January 10, 2025

Filhos e enteados




Diferenças

Paulo Guinote

Não serei eu a contestar a centralidade da Saúde nas funções do minguado Estado Social que ainda temos. Até porque aqui por casa estamos sem médico de família e sem perspectiva de o voltar a ter, pelo que os pedidos das necessidades mais simples são deixados em bilhetinhos no Centro de Saúde, para renovar alguma receita, ou pedidos a gente amiga, caso não se queira ir engordar a sala de espera de uma clínica ou hospital privado.

Apesar disso e da evidência incontornável de o SNS andar pelas ruas da amargura em muitas “valências” e especialidades (desde logo as exigíveis para se nascer em segurança), não posso deixar de notar a diferença abissal entre a forma como se tentou, mesmo que com fracas panaceias, resolver a falta de médicos na rede pública de Saúde e o modo como se ignoraram os mais do que evidentes sinais de falta de professores nas escolas públicas.

De acordo com o Decreto-Lei 89/2010 de 21 de Julho, já era possível, a nível excepcional, a “contratação de médicos aposentados pelos serviços e estabelecimentos do Serviço Nacional de Saúde”, mas isso implicava algumas limitações em relações à acumulação da remuneração assim recebida com a pensão de aposentação em vigor, em especial nos casos de antecipação dessa aposentação.

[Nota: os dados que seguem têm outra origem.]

//! Access key entity model
//!
//! Stores only the one-way hash and a display thumbnail of an issued key; the
//! secret value exists solely in the issuance response. The only mutable
//! field is revoke_time, which transitions once from null to a timestamp.

use sea_orm::ActiveModelBehavior;
use sea_orm::entity::prelude::*;
use sea_orm::prelude::DateTimeWithTimeZone;
use serde::Serialize;

/// Bearer access key scoped to a (user, organization) pair
#[derive(Clone, Debug, PartialEq, DeriveEntityModel, Serialize)]
#[sea_orm(table_name = "access_keys")]
pub struct Model {
    #[sea_orm(primary_key)]
    pub id: i64,

    /// Caller-supplied label (optional)
    pub name: Option<String>,

    /// SHA-256 hex digest of the secret value, used for lookup
    pub key_hash: String,

    /// Non-secret display fragment so a user can tell keys apart
    pub thumbnail: String,

    /// Timestamp when the key was issued
    pub create_time: DateTimeWithTimeZone,

    /// Timestamp when the key was revoked; null while active
    pub revoke_time: Option<DateTimeWithTimeZone>,

    pub user_id: i64,
    pub organization_id: i64,
}

#[derive(Copy, Clone, Debug, EnumIter, DeriveRelation)]
pub enum Relation {
    #[sea_orm(
        belongs_to = "super::organization::Entity",
        from = "Column::OrganizationId",
        to = "super::organization::Column::Id"
    )]
    Organization,
    #[sea_orm(
        belongs_to = "super::user::Entity",
        from = "Column::UserId",
        to = "super::user::Column::Id"
    )]
    User,
}

impl Related<super::organization::Entity> for Entity {
    fn to() -> RelationDef {
        Relation::Organization.def()
    }
}

impl Related<super::user::Entity> for Entity {
    fn to() -> RelationDef {
        Relation::User.def()
    }
}

impl ActiveModelBehavior for ActiveModel {}
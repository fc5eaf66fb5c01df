//! # Error Handling
//!
//! This module provides the unified error taxonomy for the billing core.
//! Store-level unique-constraint violations are translated into
//! [`Error::AlreadyExists`] so callers can distinguish duplicates from
//! generic database failures.

use thiserror::Error;

/// Errors produced by the billing core operations.
#[derive(Debug, Error)]
pub enum Error {
    /// Input failed shape or range validation; no state was written.
    #[error("validation failed: {0}")]
    Validation(String),

    /// A unique constraint (name, username, email, membership pair) was hit.
    #[error("{entity} already exists")]
    AlreadyExists { entity: &'static str },

    /// The referenced row does not exist.
    #[error("{entity} not found")]
    NotFound { entity: &'static str },

    /// A required precondition (membership, key still active) did not hold.
    #[error("precondition failed: {0}")]
    PreconditionFailed(String),

    /// Underlying store failure; the enclosing transaction was rolled back.
    #[error("database error: {0}")]
    Database(#[from] sea_orm::DbErr),

    /// Unexpected failure with no cleaner classification.
    #[error("internal error: {0}")]
    Internal(String),
}

impl From<crate::keys::KeyError> for Error {
    fn from(error: crate::keys::KeyError) -> Self {
        match error {
            crate::keys::KeyError::InvalidOrganizationId(_) => {
                Error::Validation(error.to_string())
            }
            crate::keys::KeyError::Signing(_) => Error::Internal(error.to_string()),
        }
    }
}

impl Error {
    pub fn validation<S: Into<String>>(message: S) -> Self {
        Error::Validation(message.into())
    }

    pub fn not_found(entity: &'static str) -> Self {
        Error::NotFound { entity }
    }

    pub fn precondition<S: Into<String>>(message: S) -> Self {
        Error::PreconditionFailed(message.into())
    }

    /// Translate a store error from an insert of `entity`, mapping
    /// unique-constraint violations to [`Error::AlreadyExists`].
    pub fn on_insert(entity: &'static str, error: sea_orm::DbErr) -> Self {
        if is_unique_violation(&error) {
            tracing::debug!(?error, entity, "Unique constraint violation detected");
            return Error::AlreadyExists { entity };
        }
        Error::Database(error)
    }

    /// True when the error is a unique-constraint violation, regardless of
    /// which entity produced it.
    pub fn is_unique_violation(error: &sea_orm::DbErr) -> bool {
        is_unique_violation(error)
    }
}

fn is_unique_violation(error: &sea_orm::DbErr) -> bool {
    use sea_orm::RuntimeErr;

    const PG_UNIQUE: &str = "23505";
    const SQLITE_DUPLICATE_CODES: &[&str] = &["1555", "2067"];

    let runtime_err = match error {
        sea_orm::DbErr::Query(RuntimeErr::SqlxError(sqlx_err))
        | sea_orm::DbErr::Exec(RuntimeErr::SqlxError(sqlx_err)) => sqlx_err,
        _ => return false,
    };

    let Some(db_error) = runtime_err.as_database_error() else {
        return false;
    };

    if db_error.is_unique_violation() {
        return true;
    }

    if let Some(code) = db_error.code() {
        let code_str = code.as_ref();
        return code_str == PG_UNIQUE || SQLITE_DUPLICATE_CODES.contains(&code_str);
    }

    false
}
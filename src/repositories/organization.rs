//! # Organization Repository
//!
//! Creation with random-draw ids and the organization-side projections used
//! by the HTTP layer and batch scripts.

use sea_orm::{
    ActiveModelTrait, ColumnTrait, DatabaseConnection, EntityTrait, QueryFilter, QueryOrder, Set,
};

use crate::db::server_time;
use crate::error::Error;
use crate::models::membership;
use crate::models::organization::{self, Entity as Organization};
use crate::models::user::{self, Entity as User};
use crate::repositories::{MAX_ID_DRAW_ATTEMPTS, Row, draw_account_id, project_columns};
use crate::validation::is_valid_account_name;

const DEFAULT_USER_COLUMNS: &[&str] = &["id", "username", "email"];

/// Request data for creating a new organization
#[derive(Debug, Clone)]
pub struct CreateOrganizationRequest {
    pub name: String,
    pub country_code: Option<String>,
    /// Currency of the running balance; defaults to USD.
    pub currency: Option<String>,
}

/// Repository for Organization database operations
pub struct OrganizationRepository<'a> {
    db: &'a DatabaseConnection,
}

impl<'a> OrganizationRepository<'a> {
    pub fn new(db: &'a DatabaseConnection) -> Self {
        Self { db }
    }

    /// Create a new organization.
    ///
    /// The id is drawn at random and checked for collisions; duplicate names
    /// surface as [`Error::AlreadyExists`].
    pub async fn create(
        &self,
        request: CreateOrganizationRequest,
    ) -> Result<organization::Model, Error> {
        if !is_valid_account_name(&request.name) {
            return Err(Error::validation("invalid organization name"));
        }

        let id = self.draw_unused_id().await?;
        let now = server_time(self.db).await?;

        let model = organization::ActiveModel {
            id: Set(id),
            name: Set(request.name),
            country_code: Set(request.country_code),
            currency: Set(request.currency.unwrap_or_else(|| "USD".to_string())),
            create_time: Set(now.into()),
        };

        let created = model
            .insert(self.db)
            .await
            .map_err(|e| Error::on_insert("organization", e))?;

        tracing::info!(organization_id = created.id, "Created organization");
        Ok(created)
    }

    /// Get an organization by id.
    pub async fn get_by_id(
        &self,
        organization_id: i64,
    ) -> Result<Option<organization::Model>, Error> {
        Ok(Organization::find_by_id(organization_id).one(self.db).await?)
    }

    /// Look up an organization id by its unique name.
    pub async fn find_id_by_name(&self, name: &str) -> Result<Option<i64>, Error> {
        let found = Organization::find()
            .filter(organization::Column::Name.eq(name))
            .one(self.db)
            .await?;

        Ok(found.map(|org| org.id))
    }

    /// All users of an organization, projected to the requested columns
    /// (default: id, username, email). An organization with no members, or an
    /// unknown organization id, yields an empty result.
    pub async fn users_of_organization(
        &self,
        organization_id: i64,
        columns: Option<&[&str]>,
    ) -> Result<Vec<Row>, Error> {
        let columns = columns.unwrap_or(DEFAULT_USER_COLUMNS);

        let memberships = membership::Entity::find()
            .filter(membership::Column::OrganizationId.eq(organization_id))
            .all(self.db)
            .await?;

        if memberships.is_empty() {
            return Ok(Vec::new());
        }

        let user_ids: Vec<i64> = memberships.iter().map(|m| m.user_id).collect();
        let users = User::find()
            .filter(user::Column::Id.is_in(user_ids))
            .order_by_asc(user::Column::Id)
            .all(self.db)
            .await?;

        users
            .iter()
            .map(|user| project_columns(user, columns))
            .collect()
    }

    async fn draw_unused_id(&self) -> Result<i64, Error> {
        for _ in 0..MAX_ID_DRAW_ATTEMPTS {
            let candidate = draw_account_id();
            let taken = Organization::find_by_id(candidate)
                .one(self.db)
                .await?
                .is_some();
            if !taken {
                return Ok(candidate);
            }
        }

        Err(Error::Internal(
            "exhausted random id draws for organization".to_string(),
        ))
    }
}
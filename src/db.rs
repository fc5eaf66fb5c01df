//! Database connection and pool management for the billing service.
//!
//! Provides SeaORM pool initialization with retry, a health check, and the
//! server-side clock used for all persisted timestamps. Client wall-clock
//! time is never trusted for balance snapshots or revocations.

use anyhow::{Context, Result};
use chrono::{DateTime, Utc};
use sea_orm::{
    ConnectOptions, ConnectionTrait, Database, DatabaseBackend, DatabaseConnection, DbErr,
    Statement,
};
use std::time::Duration;
use tokio::time::sleep;

use crate::config::AppConfig;

/// Errors that can occur during database setup.
#[derive(Debug, thiserror::Error)]
pub enum DatabaseError {
    #[error("Failed to connect to database: {source}")]
    ConnectionFailed {
        #[from]
        source: sea_orm::DbErr,
    },
    #[error("Invalid database configuration: {message}")]
    InvalidConfiguration { message: String },
}

/// Initializes a database connection pool with the given configuration.
///
/// Retries transient connection failures with exponential backoff before
/// giving up.
pub async fn init_pool(cfg: &AppConfig) -> Result<DatabaseConnection> {
    if cfg.database_url.is_empty() {
        return Err(DatabaseError::InvalidConfiguration {
            message: "Database URL cannot be empty".to_string(),
        }
        .into());
    }

    let mut opt = ConnectOptions::new(&cfg.database_url);
    opt.max_connections(cfg.db_max_connections)
        .acquire_timeout(Duration::from_millis(cfg.db_acquire_timeout_ms))
        .idle_timeout(Duration::from_secs(600))
        .max_lifetime(Duration::from_secs(1800))
        .sqlx_logging(true)
        .sqlx_logging_level(log::LevelFilter::Debug);

    let max_retries = 5;
    let mut retry_delay = Duration::from_millis(100);

    for attempt in 1..=max_retries {
        match Database::connect(opt.clone()).await {
            Ok(conn) => {
                tracing::info!(attempt, "Connected to database");
                return Ok(conn);
            }
            Err(e) => {
                if attempt == max_retries {
                    tracing::error!(
                        attempt,
                        error = %e,
                        "Giving up on database connection"
                    );
                    return Err(DatabaseError::ConnectionFailed { source: e }.into());
                }

                tracing::warn!(
                    attempt,
                    error = %e,
                    retry_in = ?retry_delay,
                    "Database connection attempt failed"
                );

                sleep(retry_delay).await;
                retry_delay *= 2;
            }
        }
    }

    unreachable!("connection loop either returns a pool or an error")
}

/// Health check for the database connection.
pub async fn health_check(db: &DatabaseConnection) -> Result<()> {
    let stmt = Statement::from_string(db.get_database_backend(), "SELECT 1".to_string());

    db.query_one(stmt)
        .await
        .context("Database health check failed")?;

    Ok(())
}

/// Reads the store's clock.
///
/// This is the single source of truth for persisted timestamps. Callers that
/// need one instant across several statements (the balance engine) read it
/// once and thread the value through. Works on a transaction as well as on
/// the pool.
pub async fn server_time<C: ConnectionTrait>(conn: &C) -> Result<DateTime<Utc>, DbErr> {
    let backend = conn.get_database_backend();

    // SQLite has no timestamptz type; format an UTC instant explicitly so the
    // value parses the same way on every backend.
    let sql = if backend == DatabaseBackend::Sqlite {
        "SELECT STRFTIME('%Y-%m-%dT%H:%M:%fZ', 'now') AS server_time"
    } else {
        "SELECT NOW() AS server_time"
    };

    let row = conn
        .query_one(Statement::from_string(backend, sql.to_string()))
        .await?
        .ok_or_else(|| DbErr::Custom("server time query returned no rows".to_string()))?;

    if backend == DatabaseBackend::Sqlite {
        let raw: String = row.try_get("", "server_time")?;
        raw.parse::<DateTime<Utc>>()
            .map_err(|e| DbErr::Custom(format!("unparseable server time '{raw}': {e}")))
    } else {
        let ts: sea_orm::prelude::DateTimeWithTimeZone = row.try_get("", "server_time")?;
        Ok(ts.with_timezone(&Utc))
    }
}
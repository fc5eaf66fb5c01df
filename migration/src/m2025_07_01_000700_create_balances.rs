//! Migration to create the balances table.
//!
//! Each row is an append-only checkpoint: the running balance plus the usage
//! accumulated strictly since the previous checkpoint. The latest row per
//! organization (max id) is the current balance.

use sea_orm_migration::prelude::*;

#[derive(DeriveMigrationName)]
pub struct Migration;

#[async_trait::async_trait]
impl MigrationTrait for Migration {
    async fn up(&self, manager: &SchemaManager) -> Result<(), DbErr> {
        manager
            .create_table(
                Table::create()
                    .table(Balances::Table)
                    .if_not_exists()
                    .col(
                        ColumnDef::new(Balances::Id)
                            .big_integer()
                            .not_null()
                            .auto_increment()
                            .primary_key(),
                    )
                    .col(
                        ColumnDef::new(Balances::OrganizationId)
                            .big_integer()
                            .not_null(),
                    )
                    .col(
                        ColumnDef::new(Balances::Timestamp)
                            .timestamp_with_time_zone()
                            .not_null(),
                    )
                    .col(
                        ColumnDef::new(Balances::PromptTokenSum)
                            .big_integer()
                            .not_null(),
                    )
                    .col(
                        ColumnDef::new(Balances::ResponseTokenSum)
                            .big_integer()
                            .not_null(),
                    )
                    .col(ColumnDef::new(Balances::Balance).double().not_null())
                    .col(
                        ColumnDef::new(Balances::Currency)
                            .text()
                            .not_null()
                            .default("USD"),
                    )
                    .foreign_key(
                        ForeignKey::create()
                            .name("fk_balances_organization_id")
                            .from(Balances::Table, Balances::OrganizationId)
                            .to(Organizations::Table, Organizations::Id),
                    )
                    .to_owned(),
            )
            .await?;

        manager
            .create_index(
                Index::create()
                    .name("idx_balances_organization_id_id")
                    .table(Balances::Table)
                    .col(Balances::OrganizationId)
                    .col(Balances::Id)
                    .to_owned(),
            )
            .await
    }

    async fn down(&self, manager: &SchemaManager) -> Result<(), DbErr> {
        manager
            .drop_index(
                Index::drop()
                    .name("idx_balances_organization_id_id")
                    .to_owned(),
            )
            .await?;

        manager
            .drop_table(Table::drop().table(Balances::Table).to_owned())
            .await
    }
}

#[derive(DeriveIden)]
enum Balances {
    Table,
    Id,
    OrganizationId,
    Timestamp,
    PromptTokenSum,
    ResponseTokenSum,
    Balance,
    Currency,
}

#[derive(DeriveIden)]
enum Organizations {
    Table,
    Id,
}
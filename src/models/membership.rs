//! Membership entity model
//!
//! A membership is the (organization, user, role) association. The pair
//! (organization_id, user_id) is unique; the role is mutable after creation.

use sea_orm::ActiveModelBehavior;
use sea_orm::entity::prelude::*;
use sea_orm::prelude::DateTimeWithTimeZone;
use serde::Serialize;

/// Role of a user within an organization
#[derive(Clone, Copy, Debug, PartialEq, Eq, EnumIter, DeriveActiveEnum, Serialize)]
#[sea_orm(rs_type = "String", db_type = "Text")]
#[serde(rename_all = "lowercase")]
pub enum Role {
    #[sea_orm(string_value = "owner")]
    Owner,
    #[sea_orm(string_value = "member")]
    Member,
}

/// Membership linking a user to an organization with a role
#[derive(Clone, Debug, PartialEq, DeriveEntityModel, Serialize)]
#[sea_orm(table_name = "memberships")]
pub struct Model {
    #[sea_orm(primary_key)]
    pub id: i64,

    pub organization_id: i64,
    pub user_id: i64,
    pub role: Role,

    /// Timestamp when the membership was created
    pub create_time: DateTimeWithTimeZone,
}

#[derive(Copy, Clone, Debug, EnumIter, DeriveRelation)]
pub enum Relation {
    #[sea_orm(
        belongs_to = "super::organization::Entity",
        from = "Column::OrganizationId",
        to = "super::organization::Column::Id"
    )]
    Organization,
    #[sea_orm(
        belongs_to = "super::user::Entity",
        from = "Column::UserId",
        to = "super::user::Column::Id"
    )]
    User,
}

impl Related<super::organization::Entity> for Entity {
    fn to() -> RelationDef {
        Relation::Organization.def()
    }
}

impl Related<super::user::Entity> for Entity {
    fn to() -> RelationDef {
        Relation::User.def()
    }
}

impl ActiveModelBehavior for ActiveModel {}
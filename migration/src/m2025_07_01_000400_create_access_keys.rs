//! Migration to create the access_keys table.
//!
//! Only the one-way hash and a display thumbnail of a key are stored; the
//! secret value itself is never persisted. Revocation sweeps query by
//! revoke_time, so that column is indexed.

use sea_orm_migration::prelude::*;

#[derive(DeriveMigrationName)]
pub struct Migration;

#[async_trait::async_trait]
impl MigrationTrait for Migration {
    async fn up(&self, manager: &SchemaManager) -> Result<(), DbErr> {
        manager
            .create_table(
                Table::create()
                    .table(AccessKeys::Table)
                    .if_not_exists()
                    .col(
                        ColumnDef::new(AccessKeys::Id)
                            .big_integer()
                            .not_null()
                            .auto_increment()
                            .primary_key(),
                    )
                    .col(ColumnDef::new(AccessKeys::Name).text().null())
                    .col(ColumnDef::new(AccessKeys::KeyHash).text().not_null())
                    .col(ColumnDef::new(AccessKeys::Thumbnail).text().not_null())
                    .col(
                        ColumnDef::new(AccessKeys::CreateTime)
                            .timestamp_with_time_zone()
                            .not_null()
                            .default(Expr::current_timestamp()),
                    )
                    .col(
                        ColumnDef::new(AccessKeys::RevokeTime)
                            .timestamp_with_time_zone()
                            .null(),
                    )
                    .col(ColumnDef::new(AccessKeys::UserId).big_integer().not_null())
                    .col(
                        ColumnDef::new(AccessKeys::OrganizationId)
                            .big_integer()
                            .not_null(),
                    )
                    .foreign_key(
                        ForeignKey::create()
                            .name("fk_access_keys_user_id")
                            .from(AccessKeys::Table, AccessKeys::UserId)
                            .to(Users::Table, Users::Id),
                    )
                    .foreign_key(
                        ForeignKey::create()
                            .name("fk_access_keys_organization_id")
                            .from(AccessKeys::Table, AccessKeys::OrganizationId)
                            .to(Organizations::Table, Organizations::Id),
                    )
                    .to_owned(),
            )
            .await?;

        manager
            .create_index(
                Index::create()
                    .name("idx_access_keys_revoke_time")
                    .table(AccessKeys::Table)
                    .col(AccessKeys::RevokeTime)
                    .to_owned(),
            )
            .await?;

        manager
            .create_index(
                Index::create()
                    .name("idx_access_keys_organization_id")
                    .table(AccessKeys::Table)
                    .col(AccessKeys::OrganizationId)
                    .to_owned(),
            )
            .await
    }

    async fn down(&self, manager: &SchemaManager) -> Result<(), DbErr> {
        manager
            .drop_index(Index::drop().name("idx_access_keys_revoke_time").to_owned())
            .await?;

        manager
            .drop_index(
                Index::drop()
                    .name("idx_access_keys_organization_id")
                    .to_owned(),
            )
            .await?;

        manager
            .drop_table(Table::drop().table(AccessKeys::Table).to_owned())
            .await
    }
}

#[derive(DeriveIden)]
enum AccessKeys {
    Table,
    Id,
    Name,
    KeyHash,
    Thumbnail,
    CreateTime,
    RevokeTime,
    UserId,
    OrganizationId,
}

#[derive(DeriveIden)]
enum Users {
    Table,
    Id,
}

#[derive(DeriveIden)]
enum Organizations {
    Table,
    Id,
}
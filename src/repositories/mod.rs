//! # Repository Layer
//!
//! This module contains repository implementations that encapsulate SeaORM
//! operations for the billing entities. Each repository takes an explicit
//! store handle; nothing here holds global connection state.
//!
//! The query-layer projections share one contract: given a column list,
//! return matching rows as ordered `column -> value` mappings. An unknown
//! column is a validation error; no match is an empty result, never an error.

pub mod access_key;
pub mod ledger;
pub mod membership;
pub mod organization;
pub mod user;

pub use access_key::AccessKeyRepository;
pub use ledger::{LedgerRepository, NewTransaction};
pub use membership::MembershipRepository;
pub use organization::{CreateOrganizationRequest, OrganizationRepository};
pub use user::{CreateUserRequest, UserRepository};

use rand::Rng;
use serde::Serialize;
use serde_json::{Map, Value};

use crate::error::Error;

/// A projected row: requested columns in request order.
pub type Row = Map<String, Value>;

/// Account ids (organizations and users) are uniform random draws from this
/// range, so an id reveals nothing about creation order or row counts.
pub(crate) const ACCOUNT_ID_MIN: i64 = 10_000_000_000;
pub(crate) const ACCOUNT_ID_MAX: i64 = 99_999_999_999;

/// Collision retries before giving up on an id draw. At the id-space size a
/// single retry is already unlikely; exhausting the cap means something else
/// is broken.
pub(crate) const MAX_ID_DRAW_ATTEMPTS: u32 = 16;

pub(crate) fn draw_account_id() -> i64 {
    rand::thread_rng().gen_range(ACCOUNT_ID_MIN..=ACCOUNT_ID_MAX)
}

pub(crate) fn to_column_map<T: Serialize>(model: &T) -> Result<Map<String, Value>, Error> {
    match serde_json::to_value(model) {
        Ok(Value::Object(map)) => Ok(map),
        Ok(_) => Err(Error::Internal(
            "row did not serialize to an object".to_string(),
        )),
        Err(e) => Err(Error::Internal(format!("failed to serialize row: {e}"))),
    }
}

pub(crate) fn project_map(map: &Map<String, Value>, columns: &[&str]) -> Result<Row, Error> {
    let mut row = Row::new();
    for &column in columns {
        let value = map
            .get(column)
            .ok_or_else(|| Error::validation(format!("unknown column: {column}")))?;
        row.insert(column.to_string(), value.clone());
    }
    Ok(row)
}

pub(crate) fn project_columns<T: Serialize>(model: &T, columns: &[&str]) -> Result<Row, Error> {
    let map = to_column_map(model)?;
    project_map(&map, columns)
}
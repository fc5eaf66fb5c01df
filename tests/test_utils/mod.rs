//! Test utilities for database testing.
//!
//! Sets up in-memory SQLite databases with migrations applied, plus fixture
//! helpers for the account entities the suites share.

use anyhow::Result;
use migration::{Migrator, MigratorTrait};
use sea_orm::{ConnectOptions, ConnectionTrait, Database, DatabaseConnection, Statement};

use billing::keys::KeyCodec;
use billing::models::{membership, organization, user};
use billing::repositories::{
    CreateOrganizationRequest, CreateUserRequest, MembershipRepository, OrganizationRepository,
    UserRepository,
};

/// Sets up an in-memory SQLite database with all migrations applied.
///
/// The pool is pinned to one connection; a pooled in-memory SQLite would
/// otherwise give every connection its own empty database.
pub async fn setup_test_db() -> Result<DatabaseConnection> {
    let mut opt = ConnectOptions::new("sqlite::memory:");
    opt.max_connections(1);
    let db = Database::connect(opt).await?;

    Migrator::up(&db, None).await?;

    // SQLite does not enforce our Postgres foreign key semantics; disable FK
    // checks so fixture rows do not need the full entity graph.
    db.execute(Statement::from_string(
        db.get_database_backend(),
        "PRAGMA foreign_keys = OFF".to_string(),
    ))
    .await?;

    Ok(db)
}

/// Codec with a fixed signing secret for issuance tests.
#[allow(dead_code)]
pub fn test_codec() -> KeyCodec {
    KeyCodec::new(b"integration-test-signing-secret")
}

/// Creates an organization through the repository (validated name, random id).
#[allow(dead_code)]
pub async fn create_test_organization(
    db: &DatabaseConnection,
    name: &str,
) -> Result<organization::Model> {
    let repo = OrganizationRepository::new(db);
    let org = repo
        .create(CreateOrganizationRequest {
            name: name.to_string(),
            country_code: Some("US".to_string()),
            currency: None,
        })
        .await?;
    Ok(org)
}

/// Creates a user through the repository.
#[allow(dead_code)]
pub async fn create_test_user(
    db: &DatabaseConnection,
    username: &str,
    email: &str,
) -> Result<user::Model> {
    let repo = UserRepository::new(db);
    let user = repo
        .create(CreateUserRequest {
            username: username.to_string(),
            email: email.to_string(),
            company: None,
            location: None,
            social_profile: None,
        })
        .await?;
    Ok(user)
}

/// Adds a membership with the default role.
#[allow(dead_code)]
pub async fn add_member(
    db: &DatabaseConnection,
    user_id: i64,
    organization_id: i64,
) -> Result<membership::Model> {
    let repo = MembershipRepository::new(db);
    let membership = repo
        .add_user_to_organization(user_id, organization_id, None)
        .await?;
    Ok(membership)
}
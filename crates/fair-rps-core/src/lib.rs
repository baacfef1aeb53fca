//! Fair RPS Core Library
//!
//! This crate provides the rule evaluator for cyclic rock-paper-scissors
//! games of any odd size, the HMAC commit-reveal primitives, and the round
//! state machine that ties them together.

pub mod crypto;
pub mod games;
pub mod protocol;

pub use crypto::{Commitment, CryptoProvider, EntropyError, ScriptedCrypto, Secret, SystemCrypto};
pub use games::{evaluate, MoveIndex, MoveSet, MoveSetError, Outcome, OutcomeTable};
pub use protocol::{
    GameSession, PendingRound, Phase, RoundAbandoned, RoundEnd, RoundResult, SelectionError,
    SessionError, SessionId,
};
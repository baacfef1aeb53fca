//! Cryptographic primitives for the commit-reveal round.
//!
//! This module provides:
//! - CryptoProvider, the randomness and HMAC capability, with SystemCrypto
//!   for production and ScriptedCrypto for deterministic tests
//! - Secret, the per-round HMAC key
//! - Commitment, the published HMAC-SHA256 tag

mod commitment;
mod mock;
mod provider;
mod secret;

pub(crate) mod hex_serde;

pub use commitment::{verify_reveal, Commitment, VerifyError};
pub use mock::ScriptedCrypto;
pub use provider::{hmac_sha256, CryptoProvider, EntropyError, SystemCrypto};
pub use secret::{Secret, SECRET_LEN};
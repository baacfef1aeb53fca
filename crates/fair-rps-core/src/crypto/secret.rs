//! Per-round HMAC key.

use super::provider::{CryptoProvider, EntropyError};
use std::fmt;

/// Length of the secret key in bytes
pub const SECRET_LEN: usize = 32;

/// Secret key for one round.
///
/// Not `Serialize` or `Display`, and `Debug` is redacted. A live round's key
/// is only readable through a revealed `RoundResult`.
#[derive(Clone, PartialEq, Eq)]
pub struct Secret([u8; SECRET_LEN]);

impl Secret {
    /// Draw a fresh secret from the provider's secure random source
    pub fn generate<P: CryptoProvider + ?Sized>(provider: &mut P) -> Result<Self, EntropyError> {
        let mut bytes = [0u8; SECRET_LEN];
        provider.random_bytes(&mut bytes)?;
        Ok(Self(bytes))
    }

    /// Create from raw bytes
    pub fn from_bytes(bytes: [u8; SECRET_LEN]) -> Self {
        Self(bytes)
    }

    /// Parse a revealed key from its hex form
    pub fn from_hex(s: &str) -> Result<Self, hex::FromHexError> {
        let mut bytes = [0u8; SECRET_LEN];
        hex::decode_to_slice(s.trim(), &mut bytes)?;
        Ok(Self(bytes))
    }

    /// Get the underlying bytes
    pub fn as_bytes(&self) -> &[u8; SECRET_LEN] {
        &self.0
    }

    /// Lowercase hex encoding, as shown at reveal
    pub fn to_hex(&self) -> String {
        hex::encode(self.0)
    }
}

impl fmt::Debug for Secret {
    fn fmt(&self, f: &mut fmt::Formatter<'_>) -> fmt::Result {
        f.write_str("Secret(<redacted>)")
    }
}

Com o agravar das aposentações e das carências de pessoal médico, essas condições foram alteradas e passou a ser possível acumular a pensão com 75% do ordenado que ganhavam anteriormente. Afinal, noticiava-se então a falta de 600 médicos, devido a mais de 2000 aposentações nos anos anteriores, tendo-se verificado pouco mais de 300 regressos (DN, 1 de Fevereiro de 2016).

Apesar disso, o problema permaneceu (só em 2023 foram mais de 800 as aposentações, somando-se às saídas por outros motivos, e para 2024 previam-se perto de 2000) e foi necessário melhorar as condições, permitindo a acumulação da aposentação com a remuneração completa relativa ao regresso ao activo,

Durante todo este período, a falta de professores ia-se acentuando, mas, em vez de a tentar prevenir, passaram-se anos em conflitos sucessivos, motivados pelo agravamento das condições de trabalho dos docentes, cada vez mais a saírem antecipadamente da profissão.

Talvez isto explique por que, mesmo ficando abaixo das previsões (o Despacho 486/2024 permitia contratar 900 médicos aposentados em 2024), terão regressado ao activo 700 médicos (Expresso, 2 de Janeiro de 2025), mas apenas 55 professores, após as medidas de emergência do actual Governo. Recorde-se que entre 2019 e 2023 se aposentaram 3226 médicos e quase 11.000 professores, valores a rondar os 10% dos profissionais no activo. O que significa que o regresso dos médicos foi de mais de 20% daquele valor de aposentações, mas o de professores foi de apenas 0,005%.

Será mesmo necessário explicar as razões de tamanha diferença na vontade de regressar?